_EXERCISE PROMPT_
When you reach the line containing "($level:expr, target: $target:expr, $($arg:tt)+)" in the records below, start copying exactly, and stop once you have copied the line containing "($level:expr, $($arg:tt)+) =>".

(Dataset entries)
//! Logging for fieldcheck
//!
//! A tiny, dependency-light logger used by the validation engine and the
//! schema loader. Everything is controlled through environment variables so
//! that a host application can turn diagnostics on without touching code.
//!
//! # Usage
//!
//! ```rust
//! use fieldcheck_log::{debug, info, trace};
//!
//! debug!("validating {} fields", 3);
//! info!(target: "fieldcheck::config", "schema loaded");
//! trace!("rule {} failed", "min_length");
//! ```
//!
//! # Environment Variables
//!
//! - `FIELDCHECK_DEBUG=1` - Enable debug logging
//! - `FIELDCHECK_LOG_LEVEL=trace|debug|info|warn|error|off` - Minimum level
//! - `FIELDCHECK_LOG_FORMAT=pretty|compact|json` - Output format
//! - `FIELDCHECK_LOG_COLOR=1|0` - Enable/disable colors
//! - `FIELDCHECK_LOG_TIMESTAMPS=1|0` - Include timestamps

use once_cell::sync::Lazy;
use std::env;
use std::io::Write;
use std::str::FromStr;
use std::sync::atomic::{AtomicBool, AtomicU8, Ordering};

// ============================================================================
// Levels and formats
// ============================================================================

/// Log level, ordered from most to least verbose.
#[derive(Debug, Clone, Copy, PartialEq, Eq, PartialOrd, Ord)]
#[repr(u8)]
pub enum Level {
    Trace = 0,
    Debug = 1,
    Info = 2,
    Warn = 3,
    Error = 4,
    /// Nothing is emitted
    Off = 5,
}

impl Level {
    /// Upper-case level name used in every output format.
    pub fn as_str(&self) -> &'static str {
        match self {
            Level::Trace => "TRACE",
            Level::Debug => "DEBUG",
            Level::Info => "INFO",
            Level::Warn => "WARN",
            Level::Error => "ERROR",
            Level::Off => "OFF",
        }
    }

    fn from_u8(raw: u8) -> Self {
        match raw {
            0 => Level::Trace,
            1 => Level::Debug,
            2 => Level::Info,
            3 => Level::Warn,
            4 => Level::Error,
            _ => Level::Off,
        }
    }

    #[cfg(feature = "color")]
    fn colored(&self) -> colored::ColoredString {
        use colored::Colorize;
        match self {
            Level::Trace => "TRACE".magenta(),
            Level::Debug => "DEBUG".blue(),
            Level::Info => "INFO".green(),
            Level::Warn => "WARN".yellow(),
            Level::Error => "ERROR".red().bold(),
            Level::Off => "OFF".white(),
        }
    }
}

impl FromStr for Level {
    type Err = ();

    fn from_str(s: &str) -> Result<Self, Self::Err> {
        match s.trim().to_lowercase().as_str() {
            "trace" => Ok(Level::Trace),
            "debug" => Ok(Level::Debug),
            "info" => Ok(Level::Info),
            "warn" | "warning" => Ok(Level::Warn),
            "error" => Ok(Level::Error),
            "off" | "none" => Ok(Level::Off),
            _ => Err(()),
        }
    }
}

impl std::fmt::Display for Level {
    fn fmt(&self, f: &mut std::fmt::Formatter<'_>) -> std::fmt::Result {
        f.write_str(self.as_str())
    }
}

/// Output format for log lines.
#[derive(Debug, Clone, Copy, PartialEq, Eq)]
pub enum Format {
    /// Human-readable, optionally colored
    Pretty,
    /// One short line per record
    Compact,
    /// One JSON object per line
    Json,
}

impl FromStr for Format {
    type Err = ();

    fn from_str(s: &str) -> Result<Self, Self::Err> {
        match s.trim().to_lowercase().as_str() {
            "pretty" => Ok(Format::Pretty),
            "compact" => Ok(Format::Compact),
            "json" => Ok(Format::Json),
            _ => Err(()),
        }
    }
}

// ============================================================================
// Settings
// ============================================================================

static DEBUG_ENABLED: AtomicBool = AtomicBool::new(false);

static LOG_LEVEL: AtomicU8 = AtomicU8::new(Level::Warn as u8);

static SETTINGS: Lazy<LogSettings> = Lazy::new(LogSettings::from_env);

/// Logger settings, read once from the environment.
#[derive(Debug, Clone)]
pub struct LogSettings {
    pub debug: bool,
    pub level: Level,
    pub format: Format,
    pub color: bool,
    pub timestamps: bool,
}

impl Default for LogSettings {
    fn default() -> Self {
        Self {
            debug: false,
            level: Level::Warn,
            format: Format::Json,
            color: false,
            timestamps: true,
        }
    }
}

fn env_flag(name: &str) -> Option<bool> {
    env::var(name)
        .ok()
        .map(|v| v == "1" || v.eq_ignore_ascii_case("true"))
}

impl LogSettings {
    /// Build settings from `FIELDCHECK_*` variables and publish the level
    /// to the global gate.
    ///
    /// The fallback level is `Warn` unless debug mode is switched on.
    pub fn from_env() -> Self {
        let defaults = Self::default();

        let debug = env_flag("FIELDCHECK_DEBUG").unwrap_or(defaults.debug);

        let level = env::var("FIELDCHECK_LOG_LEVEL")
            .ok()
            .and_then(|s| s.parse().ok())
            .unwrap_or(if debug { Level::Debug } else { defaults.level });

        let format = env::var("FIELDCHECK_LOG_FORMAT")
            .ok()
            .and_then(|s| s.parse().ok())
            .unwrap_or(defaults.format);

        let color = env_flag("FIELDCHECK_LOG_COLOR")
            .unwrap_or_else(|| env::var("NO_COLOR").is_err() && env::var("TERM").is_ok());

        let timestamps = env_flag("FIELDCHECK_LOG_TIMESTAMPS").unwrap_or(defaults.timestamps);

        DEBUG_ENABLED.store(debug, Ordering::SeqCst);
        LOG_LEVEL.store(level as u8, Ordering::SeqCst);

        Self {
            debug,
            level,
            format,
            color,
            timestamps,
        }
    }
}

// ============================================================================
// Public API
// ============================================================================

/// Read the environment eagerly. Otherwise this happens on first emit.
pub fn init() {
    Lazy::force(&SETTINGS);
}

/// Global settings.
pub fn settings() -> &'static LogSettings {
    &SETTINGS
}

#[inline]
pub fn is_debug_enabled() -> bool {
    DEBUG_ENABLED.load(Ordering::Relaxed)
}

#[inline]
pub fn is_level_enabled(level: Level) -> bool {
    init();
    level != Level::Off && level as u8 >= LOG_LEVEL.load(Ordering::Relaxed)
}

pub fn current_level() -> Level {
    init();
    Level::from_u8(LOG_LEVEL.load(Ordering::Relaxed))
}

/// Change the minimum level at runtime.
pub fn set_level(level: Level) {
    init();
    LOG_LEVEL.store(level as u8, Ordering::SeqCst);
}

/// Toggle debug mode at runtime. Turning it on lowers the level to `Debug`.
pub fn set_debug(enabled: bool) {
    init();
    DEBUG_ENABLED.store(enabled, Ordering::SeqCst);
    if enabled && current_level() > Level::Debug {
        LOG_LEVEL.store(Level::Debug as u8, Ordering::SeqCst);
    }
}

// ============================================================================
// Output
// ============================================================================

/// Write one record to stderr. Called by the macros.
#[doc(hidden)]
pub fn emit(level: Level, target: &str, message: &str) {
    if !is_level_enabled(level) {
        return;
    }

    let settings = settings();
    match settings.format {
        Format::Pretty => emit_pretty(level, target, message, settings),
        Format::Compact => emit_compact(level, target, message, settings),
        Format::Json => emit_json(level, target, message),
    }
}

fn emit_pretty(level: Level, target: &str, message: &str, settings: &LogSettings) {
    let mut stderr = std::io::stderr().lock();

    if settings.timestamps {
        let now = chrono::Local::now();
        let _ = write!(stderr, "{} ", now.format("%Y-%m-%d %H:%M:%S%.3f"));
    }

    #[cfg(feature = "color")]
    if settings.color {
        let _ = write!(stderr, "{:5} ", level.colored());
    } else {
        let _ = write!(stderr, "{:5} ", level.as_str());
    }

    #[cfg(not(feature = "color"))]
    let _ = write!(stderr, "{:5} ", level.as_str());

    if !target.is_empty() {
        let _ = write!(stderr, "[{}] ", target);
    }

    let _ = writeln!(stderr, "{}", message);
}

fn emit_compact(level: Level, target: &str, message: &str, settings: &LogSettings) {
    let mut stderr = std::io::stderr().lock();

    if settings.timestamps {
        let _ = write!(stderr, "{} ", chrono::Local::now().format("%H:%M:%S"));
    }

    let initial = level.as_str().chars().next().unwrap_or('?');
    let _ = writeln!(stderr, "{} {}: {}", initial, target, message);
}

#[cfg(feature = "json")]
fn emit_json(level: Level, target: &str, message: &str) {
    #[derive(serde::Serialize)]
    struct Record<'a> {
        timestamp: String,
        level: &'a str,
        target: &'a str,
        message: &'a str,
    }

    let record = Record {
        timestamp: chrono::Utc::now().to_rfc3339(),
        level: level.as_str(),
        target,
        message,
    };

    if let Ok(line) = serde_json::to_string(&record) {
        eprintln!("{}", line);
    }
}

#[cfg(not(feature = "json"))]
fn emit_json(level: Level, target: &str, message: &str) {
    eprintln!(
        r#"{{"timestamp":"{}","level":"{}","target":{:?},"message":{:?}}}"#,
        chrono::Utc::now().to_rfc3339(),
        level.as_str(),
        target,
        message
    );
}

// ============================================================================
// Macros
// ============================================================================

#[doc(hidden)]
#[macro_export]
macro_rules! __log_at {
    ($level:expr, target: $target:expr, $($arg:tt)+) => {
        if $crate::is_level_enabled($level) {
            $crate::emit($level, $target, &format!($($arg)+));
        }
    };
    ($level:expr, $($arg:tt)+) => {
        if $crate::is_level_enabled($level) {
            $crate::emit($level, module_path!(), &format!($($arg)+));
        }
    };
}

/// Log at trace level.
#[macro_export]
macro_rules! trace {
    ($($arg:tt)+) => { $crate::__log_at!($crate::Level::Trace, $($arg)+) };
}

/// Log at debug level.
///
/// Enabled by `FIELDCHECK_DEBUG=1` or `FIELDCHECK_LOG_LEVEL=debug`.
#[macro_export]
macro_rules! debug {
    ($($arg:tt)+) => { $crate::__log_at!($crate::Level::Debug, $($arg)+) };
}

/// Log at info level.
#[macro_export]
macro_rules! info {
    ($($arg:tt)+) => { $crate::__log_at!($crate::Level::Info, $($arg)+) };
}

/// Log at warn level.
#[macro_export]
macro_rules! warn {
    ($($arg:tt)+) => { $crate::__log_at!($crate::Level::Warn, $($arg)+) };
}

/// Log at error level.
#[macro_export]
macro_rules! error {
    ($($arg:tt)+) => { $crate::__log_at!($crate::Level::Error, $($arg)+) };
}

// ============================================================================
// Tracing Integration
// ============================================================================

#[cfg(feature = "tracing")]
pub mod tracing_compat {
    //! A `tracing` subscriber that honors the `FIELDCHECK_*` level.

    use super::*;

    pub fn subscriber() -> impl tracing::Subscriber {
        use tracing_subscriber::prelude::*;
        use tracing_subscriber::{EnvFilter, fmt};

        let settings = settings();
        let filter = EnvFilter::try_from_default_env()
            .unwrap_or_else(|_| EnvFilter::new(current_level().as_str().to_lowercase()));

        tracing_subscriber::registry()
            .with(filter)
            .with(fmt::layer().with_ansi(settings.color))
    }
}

_EXERCISE ANSWER_
    ($level:expr, target: $target:expr, $($arg:tt)+) => {
        if $crate::is_level_enabled($level) {
            $crate::emit($level, $target, &format!($($arg)+));
        }
    };
    ($level:expr, $($arg:tt)+) => {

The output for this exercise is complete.